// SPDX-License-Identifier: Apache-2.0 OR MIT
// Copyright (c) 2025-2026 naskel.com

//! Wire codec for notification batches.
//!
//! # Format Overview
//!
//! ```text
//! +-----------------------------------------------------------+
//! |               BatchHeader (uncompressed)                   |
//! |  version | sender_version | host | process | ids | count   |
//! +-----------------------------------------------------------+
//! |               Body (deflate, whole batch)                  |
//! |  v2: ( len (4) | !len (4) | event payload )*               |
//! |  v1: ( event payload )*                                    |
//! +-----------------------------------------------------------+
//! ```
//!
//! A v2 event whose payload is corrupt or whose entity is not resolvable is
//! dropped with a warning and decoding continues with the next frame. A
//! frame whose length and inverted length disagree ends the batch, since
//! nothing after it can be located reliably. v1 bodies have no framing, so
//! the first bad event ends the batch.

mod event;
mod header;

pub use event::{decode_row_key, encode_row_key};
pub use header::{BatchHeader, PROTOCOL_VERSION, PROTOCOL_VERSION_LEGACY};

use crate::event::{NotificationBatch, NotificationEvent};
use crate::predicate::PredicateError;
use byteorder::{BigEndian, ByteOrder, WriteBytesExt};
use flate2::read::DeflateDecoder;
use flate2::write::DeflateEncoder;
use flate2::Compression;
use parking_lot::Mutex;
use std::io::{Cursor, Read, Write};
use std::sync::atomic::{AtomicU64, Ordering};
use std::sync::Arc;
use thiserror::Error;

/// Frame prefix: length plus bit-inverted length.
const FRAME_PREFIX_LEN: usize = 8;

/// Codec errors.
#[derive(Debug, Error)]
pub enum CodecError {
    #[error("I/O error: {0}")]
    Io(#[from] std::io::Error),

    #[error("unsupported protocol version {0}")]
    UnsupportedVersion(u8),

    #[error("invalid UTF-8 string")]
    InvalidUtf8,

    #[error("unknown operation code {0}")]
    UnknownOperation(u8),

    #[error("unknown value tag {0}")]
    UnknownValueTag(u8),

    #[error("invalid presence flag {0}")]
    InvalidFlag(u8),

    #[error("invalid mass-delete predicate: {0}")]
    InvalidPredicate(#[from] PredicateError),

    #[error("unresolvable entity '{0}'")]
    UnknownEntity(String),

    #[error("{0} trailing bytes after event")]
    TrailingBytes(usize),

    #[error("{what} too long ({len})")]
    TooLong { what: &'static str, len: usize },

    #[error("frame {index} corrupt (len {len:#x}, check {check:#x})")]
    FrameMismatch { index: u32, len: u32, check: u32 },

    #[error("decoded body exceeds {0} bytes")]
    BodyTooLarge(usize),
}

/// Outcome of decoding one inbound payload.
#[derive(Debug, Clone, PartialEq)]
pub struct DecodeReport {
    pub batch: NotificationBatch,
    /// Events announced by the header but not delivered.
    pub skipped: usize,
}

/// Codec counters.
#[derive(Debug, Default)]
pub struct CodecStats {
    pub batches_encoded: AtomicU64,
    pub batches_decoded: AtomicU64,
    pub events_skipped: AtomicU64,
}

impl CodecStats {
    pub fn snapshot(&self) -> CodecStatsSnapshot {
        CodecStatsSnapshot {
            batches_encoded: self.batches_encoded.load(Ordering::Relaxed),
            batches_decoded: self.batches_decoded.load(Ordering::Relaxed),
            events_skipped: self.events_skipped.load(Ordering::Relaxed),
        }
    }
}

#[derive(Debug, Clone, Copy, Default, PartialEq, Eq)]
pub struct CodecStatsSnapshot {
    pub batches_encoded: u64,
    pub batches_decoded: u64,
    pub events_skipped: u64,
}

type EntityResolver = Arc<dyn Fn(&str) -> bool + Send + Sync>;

##############################

> PROBLEM DESCRIPTION:
Retype every line of the listing, word for word, from its opening line to the line that holds "use flate2::write::DeflateEncoder;", and include that last line too.

> REPLY:
// SPDX-License-Identifier: Apache-2.0 OR MIT
// Copyright (c) 2025-2026 naskel.com

//! Wire codec for notification batches.
//!
//! # Format Overview
//!
//! ```text
//! +-----------------------------------------------------------+
//! |               BatchHeader (uncompressed)                   |
//! |  version | sender_version | host | process | ids | count   |
//! +-----------------------------------------------------------+
//! |               Body (deflate, whole batch)                  |
//! |  v2: ( len (4) | !len (4) | event payload )*               |
//! |  v1: ( event payload )*                                    |
//! +-----------------------------------------------------------+
//! ```
//!
//! A v2 event whose payload is corrupt or whose entity is not resolvable is
//! dropped with a warning and decoding continues with the next frame. A
//! frame whose length and inverted length disagree ends the batch, since
//! nothing after it can be located reliably. v1 bodies have no framing, so
//! the first bad event ends the batch.

mod event;
mod header;

pub use event::{decode_row_key, encode_row_key};
pub use header::{BatchHeader, PROTOCOL_VERSION, PROTOCOL_VERSION_LEGACY};

use crate::event::{NotificationBatch, NotificationEvent};
use crate::predicate::PredicateError;
use byteorder::{BigEndian, ByteOrder, WriteBytesExt};
use flate2::read::DeflateDecoder;
use flate2::write::DeflateEncoder;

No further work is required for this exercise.